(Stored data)
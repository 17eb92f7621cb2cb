use std::time::Duration;

use crate::domain::{AdminBackend, HealthStatus, RawError};
use crate::use_cases::query_timeout::{normalize_query_error, with_query_timeout};

pub const HEALTH_CHECK_TIMEOUT: Duration = Duration::from_secs(8);

// Backend health check with injected dependencies.
pub struct BackendHealthUseCase<B> {
    pub backend: B,
    pub timeout: Duration,
}

impl<B> BackendHealthUseCase<B>
where
    B: AdminBackend,
{
    pub async fn execute(&self) -> HealthStatus {
        if !self.backend.is_ready() {
            return HealthStatus::Unreachable(normalize_query_error(&RawError::plain(
                "Actor not available",
            )));
        }
        self.check().await
    }

    /// Retries until the backend answers or the attempts run out. Ignores
    /// readiness, since this is what establishes it at startup.
    pub async fn wait_until_reachable(&self, attempts: u32, delay: Duration) -> HealthStatus {
        let attempts = attempts.max(1);
        let mut attempt = 1;
        loop {
            let status = self.check().await;
            if status.is_reachable() || attempt >= attempts {
                return status;
            }
            tracing::info!(
                attempt,
                attempts,
                detail = status.message(),
                "backend not reachable yet, retrying"
            );
            attempt += 1;
            tokio::time::sleep(delay).await;
        }
    }

    async fn check(&self) -> HealthStatus {
        match with_query_timeout(self.backend.health(), self.timeout).await {
            Ok(message) if !message.trim().is_empty() => HealthStatus::Reachable(message),
            Ok(_) => HealthStatus::Reachable("Backend is reachable".to_string()),
            Err(error) => {
                tracing::warn!(?error, "backend health check failed");
                HealthStatus::Unreachable(normalize_query_error(&error))
            }
        }
    }
}
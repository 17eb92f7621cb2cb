use crate::domain::{AuthContext, AuthMessage, RejectionDetails};

/// Picks the user-facing sentence for a classified failure.
///
/// Backend trouble wins over credential trouble, so a login attempt against
/// an unreachable backend never reports bad credentials.
pub fn translate(details: &RejectionDetails, context: AuthContext) -> AuthMessage {
    if details.is_canister_stopped {
        return AuthMessage::CanisterStopped;
    }
    if details.is_connectivity_failure {
        return AuthMessage::BackendUnavailable;
    }
    match context {
        AuthContext::Validation => AuthMessage::SessionExpired,
        AuthContext::Login => AuthMessage::InvalidCredentials,
    }
}

// Keep the stored token only when the backend, not the credential, is at fault.
pub fn should_preserve_token(details: &RejectionDetails) -> bool {
    details.is_canister_stopped || details.is_connectivity_failure
}
use crate::domain::messages::AuthMessage;
use thiserror::Error;

// Domain-level errors for admin auth workflows.
// Display is always the fixed user-facing sentence, never the raw rejection.
#[derive(Clone, Copy, Debug, PartialEq, Eq, Error)]
pub enum AuthError {
    #[error("{}", AuthMessage::InvalidCredentials)]
    InvalidCredentials,
    #[error("{}", AuthMessage::SessionExpired)]
    TokenInvalid,
    // Covers both the stopped and the unreachable backend cases.
    #[error("{message}")]
    ServiceUnavailable { message: AuthMessage },
    #[error("admin token must be a non-empty string")]
    MalformedToken,
}

impl AuthError {
    pub fn from_message(message: AuthMessage) -> Self {
        match message {
            AuthMessage::CanisterStopped | AuthMessage::BackendUnavailable => {
                AuthError::ServiceUnavailable { message }
            }
            AuthMessage::SessionExpired => AuthError::TokenInvalid,
            AuthMessage::InvalidCredentials => AuthError::InvalidCredentials,
        }
    }
}
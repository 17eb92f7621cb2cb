#[tokio::main]
async fn main() -> std::io::Result<()> {
    admin_gate::run_with_config().await
}
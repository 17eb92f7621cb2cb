use std::fmt;

// Which admin flow produced the failure being translated.
#[derive(Clone, Copy, Debug, PartialEq, Eq)]
pub enum AuthContext {
    Login,
    Validation,
}

/// Fixed user-facing sentences for admin authentication states.
#[derive(Clone, Copy, Debug, PartialEq, Eq)]
pub enum AuthMessage {
    CanisterStopped,
    BackendUnavailable,
    SessionExpired,
    InvalidCredentials,
}

impl AuthMessage {
    pub const fn as_str(self) -> &'static str {
        match self {
            AuthMessage::CanisterStopped => {
                "The admin backend is temporarily unavailable. The service may be stopped or under maintenance. Please try again later."
            }
            AuthMessage::BackendUnavailable => {
                "The admin backend is temporarily unavailable. Please try again later."
            }
            AuthMessage::SessionExpired => "Your session has expired. Please log in again.",
            AuthMessage::InvalidCredentials => {
                "Invalid username or password. Please check your credentials and try again."
            }
        }
    }
}

impl fmt::Display for AuthMessage {
    fn fmt(&self, f: &mut fmt::Formatter<'_>) -> fmt::Result {
        f.write_str(self.as_str())
    }
}
use std::sync::atomic::{AtomicBool, Ordering};
use std::sync::{Arc, Mutex, MutexGuard, PoisonError};

use crate::domain::{AdminBackend, AuthContext, AuthMessage, SessionState, SessionStorage};
use crate::use_cases::auth_messages::{should_preserve_token, translate};
use crate::use_cases::classify_rejection::classify;
use crate::use_cases::session_store::AdminSession;

// Why a validation attempt did not probe the backend.
#[derive(Clone, Copy, Debug, PartialEq, Eq)]
pub enum SkipReason {
    NoToken,
    BackendNotReady,
    InFlight,
    AlreadyChecked,
    // The token changed while the probe was running.
    Superseded,
}

#[derive(Clone, Copy, Debug, PartialEq, Eq)]
pub enum ValidationOutcome {
    Skipped(SkipReason),
    Valid,
    // Backend trouble: token kept, message stored.
    Unavailable(AuthMessage),
    // Credential trouble: token cleared, message stored.
    Invalid(AuthMessage),
}

#[derive(Default)]
struct Progress {
    state: SessionState,
    // Token the last completed probe ran against.
    checked_token: Option<String>,
    // Set when an entry found the backend not ready; cleared by the next probe.
    readiness_lost: bool,
}

/// Probes the backend with the stored token and decides whether to keep it.
pub struct SessionValidator<B, S> {
    backend: B,
    session: Arc<AdminSession<S>>,
    in_flight: AtomicBool,
    progress: Mutex<Progress>,
}

// Resets the in-flight flag even when the probe future is dropped.
struct InFlightGuard<'a>(&'a AtomicBool);

impl Drop for InFlightGuard<'_> {
    fn drop(&mut self) {
        self.0.store(false, Ordering::Release);
    }
}

impl<B, S> SessionValidator<B, S>
where
    B: AdminBackend,
    S: SessionStorage,
{
    pub fn new(backend: B, session: Arc<AdminSession<S>>) -> Self {
        Self {
            backend,
            session,
            in_flight: AtomicBool::new(false),
            progress: Mutex::new(Progress::default()),
        }
    }

    pub fn state(&self) -> SessionState {
        let mut progress = self.progress();
        if self.session.token().is_none() && !self.in_flight.load(Ordering::Acquire) {
            progress.state = SessionState::NoToken;
            progress.checked_token = None;
        }
        progress.state
    }

    /// Entry into a protected area: probes only when the token changed since
    /// the last completed probe, or when the backend went away and came back
    /// while the session was unavailable.
    pub async fn on_enter(&self) -> ValidationOutcome {
        let token = match self.preconditions() {
            Ok(token) => token,
            Err(reason) => return ValidationOutcome::Skipped(reason),
        };
        let already_checked = {
            let progress = self.progress();
            let recovered = progress.readiness_lost && progress.state == SessionState::Unavailable;
            !recovered && progress.checked_token.as_deref() == Some(token.as_str())
        };
        if already_checked {
            return ValidationOutcome::Skipped(SkipReason::AlreadyChecked);
        }
        self.probe(token).await
    }

    /// Forced probe, used to retry after the backend was unavailable.
    pub async fn revalidate(&self) -> ValidationOutcome {
        match self.preconditions() {
            Ok(token) => self.probe(token).await,
            Err(reason) => ValidationOutcome::Skipped(reason),
        }
    }

    fn preconditions(&self) -> Result<String, SkipReason> {
        let Some(token) = self.session.token() else {
            let mut progress = self.progress();
            progress.state = SessionState::NoToken;
            progress.checked_token = None;
            return Err(SkipReason::NoToken);
        };
        if !self.backend.is_ready() {
            self.progress().readiness_lost = true;
            return Err(SkipReason::BackendNotReady);
        }
        Ok(token)
    }

    #[tracing::instrument(name = "validate_session", skip_all)]
    async fn probe(&self, token: String) -> ValidationOutcome {
        if self
            .in_flight
            .compare_exchange(false, true, Ordering::AcqRel, Ordering::Acquire)
            .is_err()
        {
            return ValidationOutcome::Skipped(SkipReason::InFlight);
        }
        let _guard = InFlightGuard(&self.in_flight);
        {
            let mut progress = self.progress();
            progress.state = SessionState::Validating;
            progress.readiness_lost = false;
        }

        let result = self.backend.probe_session(&token).await;

        let mut progress = self.progress();
        if self.session.token().as_deref() != Some(token.as_str()) {
            // Logged out or re-authenticated meanwhile; this answer is stale.
            progress.state = if self.session.token().is_some() {
                SessionState::Validating
            } else {
                SessionState::NoToken
            };
            progress.checked_token = None;
            return ValidationOutcome::Skipped(SkipReason::Superseded);
        }

        let error = match result {
            Ok(_) => {
                self.session.clear_session_error();
                progress.state = SessionState::Valid;
                progress.checked_token = Some(token);
                tracing::debug!("admin token accepted");
                return ValidationOutcome::Valid;
            }
            Err(error) => error,
        };

        let details = classify(Some(&error));
        let message = translate(&details, AuthContext::Validation);
        self.session.set_session_error(message.as_str());

        if should_preserve_token(&details) {
            tracing::warn!(
                ?error,
                error_code = ?details.error_code,
                reject_code = ?details.reject_code,
                "token validation failed due to backend unavailability"
            );
            progress.state = SessionState::Unavailable;
            progress.checked_token = Some(token);
            ValidationOutcome::Unavailable(message)
        } else {
            tracing::error!(?error, unauthorized = details.is_unauthorized, "token validation failed");
            self.session.clear_token();
            // Invalid is transient: with the token gone the scope is back to NoToken.
            progress.state = SessionState::NoToken;
            progress.checked_token = None;
            ValidationOutcome::Invalid(message)
        }
    }

    fn progress(&self) -> MutexGuard<'_, Progress> {
        self.progress.lock().unwrap_or_else(PoisonError::into_inner)
    }
}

Task prompt: Please output the exact lines of the records above, beginning with the first and stopping after the line that holds "pub const HEALTH_CHECK_TIMEOUT: Duration", and nothing else.

Response area:
repository 17eb92f7621cb2cb
use std::time::Duration;

use crate::domain::{AdminBackend, HealthStatus, RawError};
use crate::use_cases::query_timeout::{normalize_query_error, with_query_timeout};

pub const HEALTH_CHECK_TIMEOUT: Duration = Duration::from_secs(8);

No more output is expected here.